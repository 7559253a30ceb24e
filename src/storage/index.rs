use std::cmp::Ordering;
use std::fmt;

use smallvec::SmallVec;

use crate::error::Result;
use crate::query::value::Value;
use crate::types::Rid;

/// Composite index key.
///
/// A key used as a scan bound may carry fewer components than the index has
/// fields; it then matches every stored key sharing that prefix.
#[derive(Clone, Debug, PartialEq, Default)]
pub struct IndexKey(SmallVec<[Value; 2]>);

impl IndexKey {
    /// Builds a key from its components.
    pub fn new(components: impl IntoIterator<Item = Value>) -> Self {
        Self(components.into_iter().collect())
    }

    /// Single-component key.
    pub fn single(value: impl Into<Value>) -> Self {
        let mut parts = SmallVec::new();
        parts.push(value.into());
        Self(parts)
    }

    /// The key under which null entries are stored.
    pub fn null() -> Self {
        Self::single(Value::Null)
    }

    /// Key components.
    pub fn components(&self) -> &[Value] {
        &self.0
    }

    /// Number of components.
    pub fn len(&self) -> usize {
        self.0.len()
    }

    /// Returns true when the key has no components (an unbounded scan end).
    pub fn is_empty(&self) -> bool {
        self.0.is_empty()
    }

    /// Returns true when every component is null and there is at least one.
    pub fn is_null(&self) -> bool {
        !self.0.is_empty() && self.0.iter().all(Value::is_null)
    }

    /// Compares the leading components of `self` against a (possibly shorter) bound.
    pub fn compare_prefix(&self, bound: &IndexKey) -> Ordering {
        for (stored, bound) in self.0.iter().zip(bound.0.iter()) {
            match stored.total_cmp(bound) {
                Ordering::Equal => continue,
                other => return other,
            }
        }
        if self.0.len() < bound.0.len() {
            Ordering::Less
        } else {
            Ordering::Equal
        }
    }
}

impl Eq for IndexKey {}

impl PartialOrd for IndexKey {
    fn partial_cmp(&self, other: &Self) -> Option<Ordering> {
        Some(self.cmp(other))
    }
}

impl Ord for IndexKey {
    fn cmp(&self, other: &Self) -> Ordering {
        for (a, b) in self.0.iter().zip(other.0.iter()) {
            match a.total_cmp(b) {
                Ordering::Equal => continue,
                other => return other,
            }
        }
        self.0.len().cmp(&other.0.len())
    }
}

impl fmt::Display for IndexKey {
    fn fmt(&self, f: &mut fmt::Formatter<'_>) -> fmt::Result {
        f.write_str("[")?;
        for (idx, part) in self.0.iter().enumerate() {
            if idx > 0 {
                f.write_str(", ")?;
            }
            write!(f, "{part}")?;
        }
        f.write_str("]")
    }
}

/// How a map-typed field is indexed.
#[derive(Clone, Copy, Debug, PartialEq, Eq, Hash)]
pub enum MapKeyMode {
    /// The map's keys are indexed.
    ByKey,
    /// The map's values are indexed.
    ByValue,
}

/// One declared index field.
#[derive(Clone, Debug, PartialEq, Eq, Hash)]
pub struct IndexField {
    /// Property name.
    pub name: String,
    /// Sub-index mode for map-typed properties.
    pub map_mode: Option<MapKeyMode>,
}

impl IndexField {
    /// Plain property field.
    pub fn new(name: impl Into<String>) -> Self {
        Self {
            name: name.into(),
            map_mode: None,
        }
    }
}

impl fmt::Display for IndexField {
    fn fmt(&self, f: &mut fmt::Formatter<'_>) -> fmt::Result {
        match self.map_mode {
            None => f.write_str(&self.name),
            Some(MapKeyMode::ByKey) => write!(f, "{} by key", self.name),
            Some(MapKeyMode::ByValue) => write!(f, "{} by value", self.name),
        }
    }
}

/// Physical organisation of an index.
#[derive(Clone, Copy, Debug, PartialEq, Eq, Hash)]
pub enum IndexKind {
    /// Sorted; supports range scans and ordered iteration.
    Ordered,
    /// Hashed; equality lookups on the full key only.
    Hash,
    /// Word index answering text containment.
    FullText,
}

/// Static index metadata.
#[derive(Clone, Debug, PartialEq)]
pub struct IndexDefinition {
    /// Unique index name.
    pub name: String,
    /// Type the index is declared on.
    pub type_name: String,
    /// Declared fields, in key order.
    pub fields: Vec<IndexField>,
    /// Physical organisation.
    pub kind: IndexKind,
    /// At most one record per key.
    pub unique: bool,
    /// Null keys are not stored at all.
    pub ignore_nulls: bool,
    /// At least one field is a collection, so one record may appear under several keys.
    pub multi_value: bool,
}

impl IndexDefinition {
    /// Ordered, non-unique index over plain fields.
    pub fn ordered(name: impl Into<String>, type_name: impl Into<String>, fields: &[&str]) -> Self {
        Self {
            name: name.into(),
            type_name: type_name.into(),
            fields: fields.iter().map(|f| IndexField::new(*f)).collect(),
            kind: IndexKind::Ordered,
            unique: false,
            ignore_nulls: false,
            multi_value: false,
        }
    }

    /// Hash index over plain fields.
    pub fn hash(name: impl Into<String>, type_name: impl Into<String>, fields: &[&str]) -> Self {
        Self {
            kind: IndexKind::Hash,
            ..Self::ordered(name, type_name, fields)
        }
    }

    /// Full-text index over one string field.
    pub fn full_text(name: impl Into<String>, type_name: impl Into<String>, field: &str) -> Self {
        Self {
            kind: IndexKind::FullText,
            ignore_nulls: true,
            multi_value: true,
            ..Self::ordered(name, type_name, &[field])
        }
    }

    /// Marks the index unique.
    pub fn unique(mut self) -> Self {
        self.unique = true;
        self
    }

    /// Sets whether null keys are skipped.
    pub fn ignoring_nulls(mut self, ignore: bool) -> Self {
        self.ignore_nulls = ignore;
        self
    }

    /// Marks the index as indexing collection elements.
    pub fn multi_value(mut self) -> Self {
        self.multi_value = true;
        self
    }

    /// Indexes the keys (or values) of map field `name`.
    pub fn with_map_mode(mut self, name: &str, mode: MapKeyMode) -> Self {
        for field in self.fields.iter_mut().filter(|f| f.name == name) {
            field.map_mode = Some(mode);
        }
        self.multi_value = true;
        self
    }

    /// Field names in key order.
    pub fn field_names(&self) -> Vec<&str> {
        self.fields.iter().map(|f| f.name.as_str()).collect()
    }

    /// Sorted iteration and range scans are available.
    pub fn supports_ordered_iteration(&self) -> bool {
        self.kind == IndexKind::Ordered
    }

    /// Equality and range operators can be answered.
    pub fn supports_equality(&self) -> bool {
        self.kind != IndexKind::FullText
    }

    /// Text containment can be answered.
    pub fn is_full_text(&self) -> bool {
        self.kind == IndexKind::FullText
    }
}

/// Cursor over `(key, rid)` index entries.
///
/// `close` releases the underlying resource; implementations must tolerate
/// repeated calls but callers close exactly once.
pub trait IndexCursor: Send {
    /// Returns the next entry, or `None` when exhausted.
    fn next_entry(&mut self) -> Result<Option<(IndexKey, Rid)>>;
    /// Releases the cursor.
    fn close(&mut self);
}

/// Boxed index cursor.
pub type BoxIndexCursor = Box<dyn IndexCursor>;

/// Read access to one index.
pub trait Index: Send + Sync {
    /// Static metadata.
    fn definition(&self) -> &IndexDefinition;

    /// Index name.
    fn name(&self) -> &str {
        &self.definition().name
    }

    /// Number of stored entries, null entries included.
    fn size(&self) -> u64;

    /// Every non-null entry in key order.
    fn stream(&self, ascending: bool) -> Result<BoxIndexCursor>;

    /// Entries whose key starts with `key`.
    fn stream_entries(&self, key: &IndexKey, ascending: bool) -> Result<BoxIndexCursor>;

    /// Entries between two bounds.
    fn stream_entries_between(
        &self,
        from: &IndexKey,
        from_inclusive: bool,
        to: &IndexKey,
        to_inclusive: bool,
        ascending: bool,
    ) -> Result<BoxIndexCursor>;

    /// Entries at or above `from`.
    fn stream_entries_major(
        &self,
        from: &IndexKey,
        inclusive: bool,
        ascending: bool,
    ) -> Result<BoxIndexCursor>;

    /// Entries at or below `to`.
    fn stream_entries_minor(
        &self,
        to: &IndexKey,
        inclusive: bool,
        ascending: bool,
    ) -> Result<BoxIndexCursor>;

    /// Entries stored under exactly `key`; [`IndexKey::null`] addresses null entries.
    fn get_rids(&self, key: &IndexKey) -> Result<BoxIndexCursor>;
}

impl fmt::Debug for dyn Index {
    fn fmt(&self, f: &mut fmt::Formatter<'_>) -> fmt::Result {
        f.debug_struct("Index")
            .field("name", &self.name())
            .field("kind", &self.definition().kind)
            .finish()
    }
}

#[cfg(test)]
mod tests {
    use super::*;

    #[test]
    fn prefix_comparison_ignores_trailing_components() {
        let stored = IndexKey::new([Value::Int(1), Value::Int(7)]);
        assert_eq!(stored.compare_prefix(&IndexKey::single(1)), Ordering::Equal);
        assert_eq!(stored.compare_prefix(&IndexKey::single(2)), Ordering::Less);
        assert_eq!(
            stored.compare_prefix(&IndexKey::new([Value::Int(1), Value::Int(5)])),
            Ordering::Greater
        );
        assert_eq!(stored.compare_prefix(&IndexKey::default()), Ordering::Equal);
    }

    #[test]
    fn null_key_detection() {
        assert!(IndexKey::null().is_null());
        assert!(!IndexKey::default().is_null());
        assert!(!IndexKey::new([Value::Null, Value::Int(1)]).is_null());
    }

    #[test]
    fn field_display_marks_map_mode() {
        let def = IndexDefinition::ordered("T.tags", "T", &["tags"])
            .with_map_mode("tags", MapKeyMode::ByKey);
        assert_eq!(def.fields[0].to_string(), "tags by key");
        assert!(def.multi_value);
    }
}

----------------------------------------

_DIRECTIONS_
Would you please filter the lines above and copy every one that includes "metadata"?

_ANSWER SPACE_
/// Static index metadata.
    /// Static metadata.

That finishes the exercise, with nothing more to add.